We’re planning on building all this and more.  With your participation, we’ll succeed.

2 thoughts on “Creating A Government We Love

  1. Our government needs to be smaller….MUCH smaller. It needs to be a place where people do not go there to become wealthy, but to serve. The people that are considered our “leaders” do not lead at all, they are there to look for ways to benefit financially..period. No one in that circle is ever held accountable for anything they do. Just the recent scandals are evidence of that. Benghazi, IRS, NSA these scandals will simply go away and no one will ever happen to anyone involved. I hate to see what is happening to America.

  2. I’d like to be able to vote on how much smaller I’d like different areas of government to be. If we have some rough agreement we could begin to hold politicians accountable for that. What percent of us want government to be smaller, want the budget to be balanced, want to help balance it with higher taxes, on everyone, on the rich, on business profit.

    Do you see a way of shrinking the budget without knowing what we all want?

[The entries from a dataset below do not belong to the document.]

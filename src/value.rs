use crate::statics;
use indexmap::IndexMap;
use serde::{Deserialize, Deserializer, Serialize, Serializer, de};

/// A number that keeps the I64 / U64 / F64 distinction so saved values come back with the
/// same type they were loaded with.
#[derive(Debug, Clone, PartialEq)]
pub enum SaveNumber {
    I64(i64),
    U64(u64),
    F64(f64),
}

impl SaveNumber {
    pub fn as_i64(&self) -> Option<i64> {
        match self {
            SaveNumber::I64(v) => Some(*v),
            SaveNumber::U64(v) => i64::try_from(*v).ok(),
            SaveNumber::F64(_) => None,
        }
    }

    pub fn as_f64(&self) -> f64 {
        match self {
            SaveNumber::I64(v) => *v as f64,
            SaveNumber::U64(v) => *v as f64,
            SaveNumber::F64(v) => *v,
        }
    }

    /// Like `==`, but NaN matches NaN. Used to detect edits that change nothing.
    fn same_data(&self, other: &SaveNumber) -> bool {
        match (self, other) {
            (SaveNumber::F64(a), SaveNumber::F64(b)) => a == b || (a.is_nan() && b.is_nan()),
            _ => self == other,
        }
    }

    fn write_json5(&self, out: &mut String) {
        match self {
            SaveNumber::I64(v) => out.push_str(&v.to_string()),
            SaveNumber::U64(v) => out.push_str(&v.to_string()),
            SaveNumber::F64(v) if v.is_nan() => out.push_str("NaN"),
            SaveNumber::F64(v) if v.is_infinite() => {
                out.push_str(if v.is_sign_negative() { "-Infinity" } else { "Infinity" })
            }
            SaveNumber::F64(v) => {
                // ryu always keeps a '.' or an exponent, so floats reload as floats.
                let mut buf = ryu::Buffer::new();
                out.push_str(buf.format(*v));
            }
        }
    }
}

impl Serialize for SaveNumber {
    fn serialize<S: Serializer>(&self, serializer: S) -> Result<S::Ok, S::Error> {
        match self {
            SaveNumber::I64(v) => serializer.serialize_i64(*v),
            SaveNumber::U64(v) => serializer.serialize_u64(*v),
            SaveNumber::F64(v) => serializer.serialize_f64(*v),
        }
    }
}

/// The kinds of value a new property can be created with.
#[derive(Debug, Clone, Copy, PartialEq, Eq, Hash)]
pub enum ValueType {
    Bool,
    Int,
    UInt,
    Float,
    String,
    Object,
}

impl ValueType {
    pub const ALL: [ValueType; 6] = [
        ValueType::Bool,
        ValueType::Int,
        ValueType::UInt,
        ValueType::Float,
        ValueType::String,
        ValueType::Object,
    ];

    pub fn label(self) -> &'static str {
        match self {
            ValueType::Bool => statics::EN_TYPE_BOOL,
            ValueType::Int => statics::EN_TYPE_I64,
            ValueType::UInt => statics::EN_TYPE_U64,
            ValueType::Float => statics::EN_TYPE_F64,
            ValueType::String => statics::EN_TYPE_STRING,
            ValueType::Object => statics::EN_TYPE_OBJECT,
        }
    }

    pub fn default_value(self) -> SaveValue {
        match self {
            ValueType::Bool => SaveValue::Bool(false),
            ValueType::Int => SaveValue::Number(SaveNumber::I64(0)),
            ValueType::UInt => SaveValue::Number(SaveNumber::U64(0)),
            ValueType::Float => SaveValue::Number(SaveNumber::F64(0.0)),
            ValueType::String => SaveValue::String(String::new()),
            ValueType::Object => SaveValue::Object(IndexMap::new()),
        }
    }
}

/// A typed property value (JSON5 data model).
///
/// Only the top level of a save file may repeat a key (see `SaveFile`). Nested objects
/// are keyed maps: a repeated key keeps its first position and takes the last value.
#[derive(Debug, Clone, PartialEq)]
pub enum SaveValue {
    Null,
    Bool(bool),
    Number(SaveNumber),
    String(String),
    Array(Vec<SaveValue>),
    Object(IndexMap<String, SaveValue>),
}

impl SaveValue {
    /// Default value for a freshly added property. Arrays start empty.
    pub fn new_default(value_type: ValueType, is_array: bool) -> SaveValue {
        if is_array {
            SaveValue::Array(Vec::new())
        } else {
            value_type.default_value()
        }
    }

    pub fn as_object(&self) -> Option<&IndexMap<String, SaveValue>> {
        match self {
            SaveValue::Object(map) => Some(map),
            _ => None,
        }
    }

    pub fn as_array(&self) -> Option<&[SaveValue]> {
        match self {
            SaveValue::Array(values) => Some(values),
            _ => None,
        }
    }

    pub fn as_str(&self) -> Option<&str> {
        match self {
            SaveValue::String(s) => Some(s),
            _ => None,
        }
    }

    pub fn as_bool(&self) -> Option<bool> {
        match self {
            SaveValue::Bool(v) => Some(*v),
            _ => None,
        }
    }

    pub fn as_number(&self) -> Option<&SaveNumber> {
        match self {
            SaveValue::Number(n) => Some(n),
            _ => None,
        }
    }

    pub fn type_name(&self) -> &'static str {
        match self {
            SaveValue::Null => statics::EN_TYPE_NULL,
            SaveValue::Bool(_) => statics::EN_TYPE_BOOL,
            SaveValue::Number(SaveNumber::I64(_)) => statics::EN_TYPE_I64,
            SaveValue::Number(SaveNumber::U64(_)) => statics::EN_TYPE_U64,
            SaveValue::Number(SaveNumber::F64(_)) => statics::EN_TYPE_F64,
            SaveValue::String(_) => statics::EN_TYPE_STRING,
            SaveValue::Array(_) => statics::EN_TYPE_ARRAY,
            SaveValue::Object(_) => statics::EN_TYPE_OBJECT,
        }
    }

    /// Value equality for edit detection. Unlike `==`, NaN compares equal to NaN, so
    /// re-committing an unchanged NaN is not an edit.
    pub fn same_data(&self, other: &SaveValue) -> bool {
        match (self, other) {
            (SaveValue::Number(a), SaveValue::Number(b)) => a.same_data(b),
            (SaveValue::Array(a), SaveValue::Array(b)) => {
                a.len() == b.len() && a.iter().zip(b).all(|(x, y)| x.same_data(y))
            }
            (SaveValue::Object(a), SaveValue::Object(b)) => {
                a.len() == b.len()
                    && a.iter()
                        .zip(b)
                        .all(|((ka, va), (kb, vb))| ka == kb && va.same_data(vb))
            }
            _ => self == other,
        }
    }

    pub fn parse_json5(text: &str) -> anyhow::Result<SaveValue> {
        Ok(json5::from_str::<SaveValue>(text)?)
    }

    pub fn to_json5_compact(&self) -> String {
        let mut out = String::new();
        self.write_json5(&mut out, 0, None);
        out
    }

    pub fn to_json5_pretty(&self, newline: &str) -> String {
        let mut out = String::new();
        self.write_json5(&mut out, 0, Some(newline));
        out
    }

    /// `newline` of `None` means compact single-line output.
    pub(crate) fn write_json5(&self, out: &mut String, indent: usize, newline: Option<&str>) {
        match self {
            SaveValue::Null => out.push_str("null"),
            SaveValue::Bool(v) => out.push_str(if *v { "true" } else { "false" }),
            SaveValue::Number(n) => n.write_json5(out),
            SaveValue::String(s) => write_escaped_string(out, s),
            SaveValue::Array(values) => {
                out.push('[');
                write_items(out, indent, newline, values.iter().map(|v| (None, v)));
                out.push(']');
            }
            SaveValue::Object(map) => {
                out.push('{');
                write_items(
                    out,
                    indent,
                    newline,
                    map.iter().map(|(k, v)| (Some(k.as_str()), v)),
                );
                out.push('}');
            }
        }
    }
}

/// Writes the body of an array or object (without the brackets). Shared with the save
/// file writer, which emits the top-level property list as an object with repeated keys.
pub(crate) fn write_items<'a>(
    out: &mut String,
    indent: usize,
    newline: Option<&str>,
    items: impl ExactSizeIterator<Item = (Option<&'a str>, &'a SaveValue)>,
) {
    let len = items.len();
    if len == 0 {
        return;
    }
    if let Some(nl) = newline {
        out.push_str(nl);
    }
    for (i, (key, value)) in items.enumerate() {
        match newline {
            Some(_) => out.push_str(&" ".repeat(indent + 4)),
            None if i > 0 => out.push(' '),
            None => {}
        }
        if let Some(key) = key {
            write_escaped_string(out, key);
            out.push(':');
            if newline.is_some() {
                out.push(' ');
            }
        }
        value.write_json5(out, indent + 4, newline);
        if i + 1 != len {
            out.push(',');
        }
        if let Some(nl) = newline {
            out.push_str(nl);
        }
    }
    if newline.is_some() {
        out.push_str(&" ".repeat(indent));
    }
}

pub(crate) fn write_escaped_string(out: &mut String, s: &str) {
    out.push('"');
    for ch in s.chars() {
        match ch {
            '\\' => out.push_str("\\\\"),
            '"' => out.push_str("\\\""),
            '\n' => out.push_str("\\n"),
            '\r' => out.push_str("\\r"),
            '\t' => out.push_str("\\t"),
            c if c.is_control() => {
                use std::fmt::Write as _;
                write!(out, "\\u{:04x}", c as u32).ok();
            }
            c => out.push(c),
        }
    }
    out.push('"');
}

impl Serialize for SaveValue {
    fn serialize<S: Serializer>(&self, serializer: S) -> Result<S::Ok, S::Error> {
        match self {
            SaveValue::Null => serializer.serialize_unit(),
            SaveValue::Bool(v) => serializer.serialize_bool(*v),
            SaveValue::Number(n) => n.serialize(serializer),
            SaveValue::String(s) => serializer.serialize_str(s),
            SaveValue::Array(values) => values.serialize(serializer),
            SaveValue::Object(map) => map.serialize(serializer),
        }
    }
}

impl<'de> Deserialize<'de> for SaveValue {
    fn deserialize<D: Deserializer<'de>>(deserializer: D) -> Result<Self, D::Error> {
        struct ValueVisitor;

        impl<'de> de::Visitor<'de> for ValueVisitor {
            type Value = SaveValue;

            fn expecting(&self, f: &mut std::fmt::Formatter) -> std::fmt::Result {
                f.write_str("a JSON5 value")
            }

            fn visit_unit<E: de::Error>(self) -> Result<Self::Value, E> {
                Ok(SaveValue::Null)
            }

            fn visit_none<E: de::Error>(self) -> Result<Self::Value, E> {
                Ok(SaveValue::Null)
            }

            fn visit_bool<E: de::Error>(self, v: bool) -> Result<Self::Value, E> {
                Ok(SaveValue::Bool(v))
            }

            fn visit_i64<E: de::Error>(self, v: i64) -> Result<Self::Value, E> {
                Ok(SaveValue::Number(SaveNumber::I64(v)))
            }

            fn visit_u64<E: de::Error>(self, v: u64) -> Result<Self::Value, E> {
                Ok(SaveValue::Number(SaveNumber::U64(v)))
            }

            fn visit_f64<E: de::Error>(self, v: f64) -> Result<Self::Value, E> {
                Ok(SaveValue::Number(SaveNumber::F64(v)))
            }

            fn visit_str<E: de::Error>(self, v: &str) -> Result<Self::Value, E> {
                Ok(SaveValue::String(v.to_owned()))
            }

            fn visit_string<E: de::Error>(self, v: String) -> Result<Self::Value, E> {
                Ok(SaveValue::String(v))
            }

            fn visit_seq<A: de::SeqAccess<'de>>(self, mut seq: A) -> Result<Self::Value, A::Error> {
                let mut values = Vec::new();
                while let Some(value) = seq.next_element::<SaveValue>()? {
                    values.push(value);
                }
                Ok(SaveValue::Array(values))
            }

            fn visit_map<A: de::MapAccess<'de>>(self, mut map: A) -> Result<Self::Value, A::Error> {
                let mut values = IndexMap::new();
                while let Some((key, value)) = map.next_entry::<String, SaveValue>()? {
                    if let Some(dropped) = values.insert(key, value) {
                        tracing::debug!("Repeated nested key replaced a {} value", dropped.type_name());
                    }
                }
                Ok(SaveValue::Object(values))
            }
        }

        deserializer.deserialize_any(ValueVisitor)
    }
}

    I’m not sure what good it would do to ask people if what happened in Benghazi or with the IRS are scandals… No one wanted what happened in Benghazi to happen, and we seem to be in agreement that the IRS was wrong. Asking people about whether the NSA should be looking at anonymized data about phone calls would be interesting.

    My real question- how do we get more people voting on PeopleCount.org so that we can start holding government accountable and making the changes we want?